# FR: I don't avoid doing anything



## veggie21

Hi

I am trying to prepare some exercises on negatives and, for the most part, I understand where to position ne ... pas/jamais/rien/personne. However, I am more than a bit stuck on this one.


Je n’évite pas de ne rien faire.Right or wrong?


thank you !

veggie21


----------



## Oddmania

Hi,

Literally, it would have to be "Je n'évite pas de faire quoi que ce soit" ("quoi que ce soit" literally means "whatever it might be", but it's often used in French to mean "anything", and "qui que ce soit" to mean "anyone"). However, I think we'd be much more likely to say "Je n'évite rien / Je n'évite aucun travail / Je n'évite aucune tâche, etc.".


----------



## veggie21

Thank you. I think I understand it.
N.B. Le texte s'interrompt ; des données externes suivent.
/// Integration tests for entity CRUD and the soft-delete policy
///
/// Run with: cargo test -p keyward-shared --test entity_store_tests

mod common;

use keyward_shared::auth::tokens::TokenPolicy;
use keyward_shared::envelope::Envelope;
use keyward_shared::error::ErrorKind;
use keyward_shared::models::developer::NewDeveloper;
use keyward_shared::models::organization::{NewOrganization, OrganizationChanges};
use keyward_shared::models::user::{NewUser, UserChanges};
use keyward_shared::models::user_profile::{NewUserProfile, UserProfileChanges};
use keyward_shared::models::view::Audience;
use uuid::Uuid;

fn org(name: &str) -> NewOrganization {
    NewOrganization {
        name: name.to_string(),
    }
}

#[tokio::test]
async fn test_delete_then_get_is_not_found() {
    let (_, services) = common::services(TokenPolicy::never_expires());
    let created = services.organizations.create(org("Acme")).await.unwrap();

    let deleted = services.organizations.delete(created.id).await.unwrap();
    assert!(deleted.deleted_at.is_some());

    let err = services.organizations.get(created.id).await.unwrap_err();
    assert_eq!(err.kind(), ErrorKind::NotFound);
    assert_eq!(
        err.to_string(),
        format!("Organization with id {} does not exist or is deleted", created.id)
    );

    // Second delete, update of a tombstone: both NotFound
    let err = services.organizations.delete(created.id).await.unwrap_err();
    assert_eq!(err.kind(), ErrorKind::NotFound);
    let err = services
        .organizations
        .update(created.id, OrganizationChanges { name: Some("Acme 2".to_string()) })
        .await
        .unwrap_err();
    assert_eq!(err.kind(), ErrorKind::NotFound);

    // History still sees the row
    let history = services.organizations.history(created.id).await.unwrap();
    assert_eq!(history.id, created.id);
    assert_eq!(history.name, "Acme");
    assert!(history.deleted_at.is_some());
}

#[tokio::test]
async fn test_list_excludes_tombstones() {
    let (store, services) = common::services(TokenPolicy::never_expires());
    let a = services.organizations.create(org("A")).await.unwrap();
    services.organizations.create(org("B")).await.unwrap();
    services.organizations.delete(a.id).await.unwrap();

    let names: Vec<String> = services
        .organizations
        .list()
        .await
        .unwrap()
        .into_iter()
        .map(|o| o.name)
        .collect();
    assert_eq!(names, vec!["B".to_string()]);
    assert_eq!(store.row_count("organizations").await, 2);
}

#[tokio::test]
async fn test_unique_names_include_tombstones() {
    let (_, services) = common::services(TokenPolicy::never_expires());
    let first = services.organizations.create(org("Acme")).await.unwrap();

    let err = services.organizations.create(org("Acme")).await.unwrap_err();
    assert_eq!(err.kind(), ErrorKind::Validation);
    assert_eq!(err.to_string(), "Organization with this name already exists");

    services.organizations.delete(first.id).await.unwrap();
    let err = services.organizations.create(org("Acme")).await.unwrap_err();
    assert_eq!(err.kind(), ErrorKind::Validation);
}

#[tokio::test]
async fn test_rejected_create_leaves_no_rows() {
    let (store, services) = common::services(TokenPolicy::never_expires());

    let err = services.organizations.create(org("")).await.unwrap_err();
    assert_eq!(err.kind(), ErrorKind::Validation);

    let err = services
        .developers
        .create(NewDeveloper {
            organization_id: Uuid::new_v4(),
            name: "svc1".to_string(),
            role: None,
        })
        .await
        .unwrap_err();
    assert_eq!(err.kind(), ErrorKind::NotFound);

    assert_eq!(store.row_count("organizations").await, 0);
    assert_eq!(store.row_count("developers").await, 0);
    assert_eq!(store.row_count("developer_organizations").await, 0);
}

#[tokio::test]
async fn test_get_is_repeatable() {
    let (_, services) = common::services(TokenPolicy::never_expires());
    let (org, _) = common::acme(&services).await;

    let first = Envelope::entity(&services.organizations.get(org.id).await.unwrap(), Audience::Admin);
    let second = Envelope::entity(&services.organizations.get(org.id).await.unwrap(), Audience::Admin);
    assert_eq!(
        serde_json::to_value(&first).unwrap(),
        serde_json::to_value(&second).unwrap()
    );
}

#[tokio::test]
async fn test_developer_organizations() {
    let (_, services) = common::services(TokenPolicy::never_expires());
    let (acme, developer) = common::acme(&services).await;
    let globex = services.organizations.create(org("Globex")).await.unwrap();

    services
        .developers
        .attach(keyward_shared::models::developer_organization::NewDeveloperOrganization {
            developer_id: developer.id,
            organization_id: globex.id,
            role: Some("member".to_string()),
        })
        .await
        .unwrap();
    assert_eq!(services.developers.organizations(developer.id).await.unwrap().len(), 2);

    // A deleted organization drops out of the developer's list
    services.organizations.delete(acme.id).await.unwrap();
    let orgs = services.developers.organizations(developer.id).await.unwrap();
    assert_eq!(orgs.len(), 1);
    assert_eq!(orgs[0].id, globex.id);

    services.developers.detach(developer.id, globex.id).await.unwrap();
    assert!(services.developers.organizations(developer.id).await.unwrap().is_empty());

    let err = services.developers.detach(developer.id, globex.id).await.unwrap_err();
    assert_eq!(err.kind(), ErrorKind::NotFound);
}

#[tokio::test]
async fn test_user_lifecycle() {
    let (_, services) = common::services(TokenPolicy::never_expires());
    let (_, developer) = common::acme(&services).await;

    let user = services
        .users
        .create(
            developer.id,
            NewUser {
                email: "Ada@Example.COM".to_string(),
                password: "correct horse".to_string(),
                is_staff: false,
            },
        )
        .await
        .unwrap();
    assert_eq!(user.email, "ada@example.com");
    assert_ne!(user.password_hash, "correct horse");
    assert!(user.password_hash.starts_with("$argon2id$"));

    let err = services
        .users
        .create(
            developer.id,
            NewUser {
                email: "ada@example.com".to_string(),
                password: "another one".to_string(),
                is_staff: false,
            },
        )
        .await
        .unwrap_err();
    assert_eq!(err.kind(), ErrorKind::Validation);

    let verified = services
        .users
        .verify_credentials(developer.id, "ada@example.com", "correct horse")
        .await
        .unwrap();
    assert_eq!(verified.id, user.id);

    let err = services
        .users
        .verify_credentials(developer.id, "ada@example.com", "wrong horse")
        .await
        .unwrap_err();
    assert_eq!(err.kind(), ErrorKind::NotFound);

    services
        .users
        .update(
            developer.id,
            user.id,
            UserChanges {
                password: Some("battery staple".to_string()),
                ..Default::default()
            },
        )
        .await
        .unwrap();
    assert!(services
        .users
        .verify_credentials(developer.id, "ada@example.com", "battery staple")
        .await
        .is_ok());

    services.users.delete(developer.id, user.id).await.unwrap();
    let err = services
        .users
        .verify_credentials(developer.id, "ada@example.com", "battery staple")
        .await
        .unwrap_err();
    assert_eq!(err.kind(), ErrorKind::NotFound);
    assert!(services.users.history(developer.id, user.id).await.unwrap().deleted_at.is_some());
}

#[tokio::test]
async fn test_users_scoped_to_developer() {
    let (_, services) = common::services(TokenPolicy::never_expires());
    let (org, developer) = common::acme(&services).await;
    let other = services
        .developers
        .create(NewDeveloper {
            organization_id: org.id,
            name: "svc2".to_string(),
            role: None,
        })
        .await
        .unwrap();

    let user = common::user(&services, &developer, "ada@example.com").await;

    let err = services.users.get(other.id, user.id).await.unwrap_err();
    assert_eq!(err.kind(), ErrorKind::NotFound);
    let err = services.users.delete(other.id, user.id).await.unwrap_err();
    assert_eq!(err.kind(), ErrorKind::NotFound);
    assert!(services.users.list_for_developer(other.id).await.unwrap().is_empty());
    assert_eq!(services.users.list_for_developer(developer.id).await.unwrap().len(), 1);
}

#[tokio::test]
async fn test_profile_lifecycle() {
    let (_, services) = common::services(TokenPolicy::never_expires());
    let (_, developer) = common::acme(&services).await;
    let user = common::user(&services, &developer, "ada@example.com").await;

    let input = NewUserProfile {
        first_name: "Ada".to_string(),
        last_name: "Lovelace".to_string(),
        phone_number: None,
        address: None,
        profile_picture_url: None,
    };

    let profile = services
        .users
        .create_profile(developer.id, user.id, input.clone())
        .await
        .unwrap();
    assert_eq!(profile.user_id, user.id);

    let err = services
        .users
        .create_profile(developer.id, user.id, input.clone())
        .await
        .unwrap_err();
    assert_eq!(err.kind(), ErrorKind::Validation);

    let updated = services
        .users
        .update_profile(
            developer.id,
            user.id,
            UserProfileChanges {
                address: Some("12 St James's Square".to_string()),
                ..Default::default()
            },
        )
        .await
        .unwrap();
    assert_eq!(updated.first_name, "Ada");
    assert_eq!(updated.address.as_deref(), Some("12 St James's Square"));

    services.users.delete_profile(developer.id, user.id).await.unwrap();
    let err = services.users.profile(developer.id, user.id).await.unwrap_err();
    assert_eq!(err.kind(), ErrorKind::NotFound);
}

#[tokio::test]
async fn test_unavailable_store_reports_generic_message() {
    let (store, services) = common::services(TokenPolicy::never_expires());
    store.set_unavailable(true);

    let result = services.organizations.create(org("Acme")).await;
    let err = result.as_ref().unwrap_err();
    assert_eq!(err.kind(), ErrorKind::Unexpected);

    let envelope = Envelope::from_result("create organization", result, |o| {
        Envelope::entity(&o, Audience::Admin)
    });
    assert!(!envelope.is_success());
    assert_eq!(envelope.message(), Some("Internal Server Error"));

    let body = serde_json::to_value(&envelope).unwrap();
    assert_eq!(body["success"], false);
    assert_eq!(body["message"], "Internal Server Error");
}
I had thought of 'Je n'évite rien' but I wanted to use 'éviter de + negative + infinitive'.


----------



## olivier68

Bonsoir Veggie21,

Trop de négations... tue la négation ! Et l'utilisation du verbe "éviter" complique encore l'affaire.

 "_Je n’évite pas de ne rien faire_"....   me semble plutôt incorrect... mais va surtout être compris comme une jolie litote signifiant : " Je me débrouille toujours pour en faire le moins possible"


----------



## Bezoard

veggie21 said:


> I wanted to use 'éviter de + negative + infinitive'.



Pourquoi pas ? 
-Le récit de Matthieu est plus simple et rédigé avec plus de rudesse; car* il n'évite pas de jeter*, ne serait-ce que dans un soupçon passager de Joseph, une ombre sur la vertu de Marie.
Vie de Jésus ou examen critique de son histoire
-*N'évitez pas de mentionner* le nom de leur enfant de peur de leur faire de la peine (ils ne l'ont pas oublié)
www.louiscimon.com/Chiens/envois/aider.pdf

Mais je ne suis pas sûr de comprendre ce que vous voulez dire avec "_Je n’évite pas de ne rien faire_"


----------



## veggie21

Bonsoir Olivier68, 

Oui, je comprends maintenant que l'usage du verbe ‘éviter’ complique trop les choses. Je voulais simplement donner des exemples de négatifs qui précèdent l’infinitif. Vaut mieux éviter ‘éviter’!


----------



## olivier68

Bonsoir Bezoard,

Le titre du post étant : "I don't avoid doing anything."... je pense qu'il faut comprendre quelque chose du genre : "je ne rechigne à aucune tâche"...


----------



## veggie21

"_Je n’évite pas de ne rien faire_" - I don't avoid doing anything - in other words, I don't avoid my duties. 
I know this sentence is rather clumsy but I was simply looking for an example of a sentence where I could use 'éviter de + ne rien + infinitive' to show one of my students. Perhaps 'choisir' would work better - J'ai choisi de ne rien faire.


----------



## olivier68

veggie21 said:


> Oui, je comprends maintenant que l'usage du verbe ‘éviter’ complique trop les choses. Je voulais simplement donner des exemples de négatifs qui précèdent l’infinitif. Vaut mieux éviter ‘éviter’!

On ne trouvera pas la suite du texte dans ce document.